BREXIT is a combination of two words, Britain and exit, signalling the desire of the British to leave the European Union, after being a member for longer than two decades. Brexit was approved of in 2016 and was given a two year period to materialize, that period ending on March 29 2019, which was later extended to October 31 2019. BREXIT is imminent, but how will that affect the economy of the world?
Companies are Looking Past Britain to Invest Elsewhere
The British will suffer the most from BREXIT, but other companies now have to look elsewhere, as Britain will obviously be a very unstable ground for any kind of investment in the years to come.
The slow BREXIT is a very bad thing, due to political uncertainty. The trade between the UK and the European Union still remains relatively normal, but it will have to break at some point and the economy of the UK will come to a full stop, meaning that one of the crucial elements of economy will stop working for a while.

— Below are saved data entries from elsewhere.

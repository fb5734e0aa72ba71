//! Completion (LLM) service abstraction
//!
//! A single "complete text given prompt" operation behind a trait, so the
//! answer pipeline can be tested against scripted fakes and the vendor
//! integration stays in one place. Rate limiting is surfaced as its own
//! error variant; the pipeline recovers it locally instead of failing.

use crate::config::CompletionConfig;
use crate::errors::{AppError, Result};
use async_trait::async_trait;
use serde::{Deserialize, Serialize};
use std::sync::Arc;
use std::time::Duration;

/// Options for a single completion request
#[derive(Debug, Clone)]
pub struct CompletionOptions {
    /// Sampling temperature; low values bias toward extraction-style answers
    pub temperature: f32,

    /// Output token cap
    pub max_tokens: u32,
}

impl Default for CompletionOptions {
    fn default() -> Self {
        Self {
            temperature: 0.2,
            max_tokens: 300,
        }
    }
}

impl CompletionOptions {
    pub fn from_config(config: &CompletionConfig) -> Self {
        Self {
            temperature: config.temperature,
            max_tokens: config.max_tokens,
        }
    }
}

/// Trait for text completion
#[async_trait]
pub trait Completer: Send + Sync {
    /// Generate a completion for the prompt.
    ///
    /// Returns `AppError::RateLimited` when the service throttles the
    /// request and `AppError::Completion` for transport-level failures;
    /// no retries are attempted here.
    async fn complete(&self, prompt: &str, options: &CompletionOptions) -> Result<String>;

    /// Get the model name
    fn model_name(&self) -> &str;
}

/// OpenAI-compatible chat-completion client
#[derive(Debug)]
pub struct OpenAiCompleter {
    client: reqwest::Client,
    api_key: String,
    model: String,
    base_url: String,
}

#[derive(Serialize)]
struct ChatMessage {
    role: String,
    content: String,
}

#[derive(Serialize)]
struct ChatRequest {
    model: String,
    messages: Vec<ChatMessage>,
    temperature: f32,
    max_tokens: u32,
}

#[derive(Deserialize)]
struct ChatResponse {
    choices: Vec<ChatChoice>,
}

#[derive(Deserialize)]
struct ChatChoice {
    message: ChatMessageResponse,
}

#[derive(Deserialize)]
struct ChatMessageResponse {
    content: String,
}

impl OpenAiCompleter {
    /// Create a new completer from configuration
    pub fn new(config: &CompletionConfig) -> Result<Self> {
        let api_key = config
            .api_key
            .clone()
            .ok_or_else(|| AppError::Configuration {
                message: "completion api_key is required for the openai provider".to_string(),
            })?;

        let client = reqwest::Client::builder()
            .timeout(Duration::from_secs(config.timeout_secs))
            .build()
            .map_err(|e| AppError::Configuration {
                message: format!("failed to create HTTP client: {}", e),
            })?;

        Ok(Self {
            client,
            api_key,
            model: config.model.clone(),
            base_url: config
                .api_base
                .clone()
                .unwrap_or_else(|| "https://api.openai.com/v1".to_string()),
        })
    }
}

#[async_trait]
impl Completer for OpenAiCompleter {
    async fn complete(&self, prompt: &str, options: &CompletionOptions) -> Result<String> {
        let url = format!("{}/chat/completions", self.base_url);

        let request = ChatRequest {
            model: self.model.clone(),
            messages: vec![ChatMessage {
                role: "user".to_string(),
                content: prompt.to_string(),
            }],
            temperature: options.temperature,
            max_tokens: options.max_tokens,
        };

        let response = self
            .client
            .post(&url)
            .header("Authorization", format!("Bearer {}", self.api_key))
            .json(&request)
            .send()
            .await
            .map_err(|e| AppError::Completion {
                message: format!("request failed: {}", e),
            })?;

        if response.status() == reqwest::StatusCode::TOO_MANY_REQUESTS {
            return Err(AppError::RateLimited);
        }

        if !response.status().is_success() {
            let status = response.status();
            let body = response.text().await.unwrap_or_default();
            return Err(AppError::Completion {
                message: format!("API error {}: {}", status, body),
            });
        }

        let chat_response: ChatResponse =
            response.json().await.map_err(|e| AppError::Completion {
                message: format!("failed to parse response: {}", e),
            })?;

        chat_response
            .choices
            .into_iter()
            .next()
            .map(|c| c.message.content)
            .ok_or_else(|| AppError::Completion {
                message: "empty response".to_string(),
            })
    }

    fn model_name(&self) -> &str {
        &self.model
    }
}

/// Completer returning fixed canned text, for development and testing
pub struct StaticCompleter {
    text: String,
}

impl StaticCompleter {
    pub fn new(text: impl Into<String>) -> Self {
        Self { text: text.into() }
    }
}

#[async_trait]
impl Completer for StaticCompleter {
    async fn complete(&self, _prompt: &str, _options: &CompletionOptions) -> Result<String> {
        Ok(self.text.clone())
    }

    fn model_name(&self) -> &str {
        "static-completion"
    }
}

/// Create a completer based on configuration
pub fn create_completer(config: &CompletionConfig) -> Result<Arc<dyn Completer>> {
    match config.provider.as_str() {
        "openai" => Ok(Arc::new(OpenAiCompleter::new(config)?)),
        "static" => Ok(Arc::new(StaticCompleter::new(
            "Static completion (no completion provider configured).",
        ))),
        other => {
            tracing::warn!(provider = other, "Unknown completion provider, using static");
            Ok(Arc::new(StaticCompleter::new(
                "Static completion (no completion provider configured).",
            )))
        }
    }
}

#[cfg(test)]
mod tests {
    use super::*;

    #[tokio::test]
    async fn test_static_completer() {
        let completer = StaticCompleter::new("canned answer");
        let options = CompletionOptions::default();
        let text = completer.complete("anything", &options).await.unwrap();
        assert_eq!(text, "canned answer");
    }

    #[test]
    fn test_default_options() {
        let options = CompletionOptions::default();
        assert!((options.temperature - 0.2).abs() < f32::EPSILON);
        assert_eq!(options.max_tokens, 300);
    }

    #[test]
    fn test_missing_api_key_is_configuration_error() {
        let config = CompletionConfig::default();
        let err = OpenAiCompleter::new(&config).unwrap_err();
        assert!(matches!(err, AppError::Configuration { .. }));
    }
}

This will affect Britain the most, but any company doing business with the UK will also be affected, from investors, online casinos, and every other company doing trade of goods or services with the UK.
Trade Routes Will be Disrupted
It makes sense that the UK will be doing a lot of trade with its neighboring countries, all of which are in the European Union, except Norway. Yes, there is a sea between them yet water trade routes are an important part of the economy of the UK and while trade with Norway might not be affected, the rest of the countries will definitely have to stop and rethink and wait for the UK to stabilize. Even though an economic hiccup has not really happened, almost every analyst expects it to happen.
UK-Based Businesses are Weighing Anchors
Businesses which are based out of the UK but which operate globally are rethinking their position and slowly starting to move their assets elsewhere. That means less money for the UK and more trouble for every UK-based business which operates on a global or continental scale.
If BREXIT accelerates, these companies will also pick their stuff up and leave, as it is better to start anew in a stable environment than remain in a volatile one. The costs of a new office can be predicted while what is to come in the UK is largely unpredictable.
The global economy won’t suffer a lot because of BREXIT but the UK certainly will. Companies doing business with the UK will most likely have to either wait a while or find new partners, but that can be done while waiting for the imminent BREXIT and economy jumble.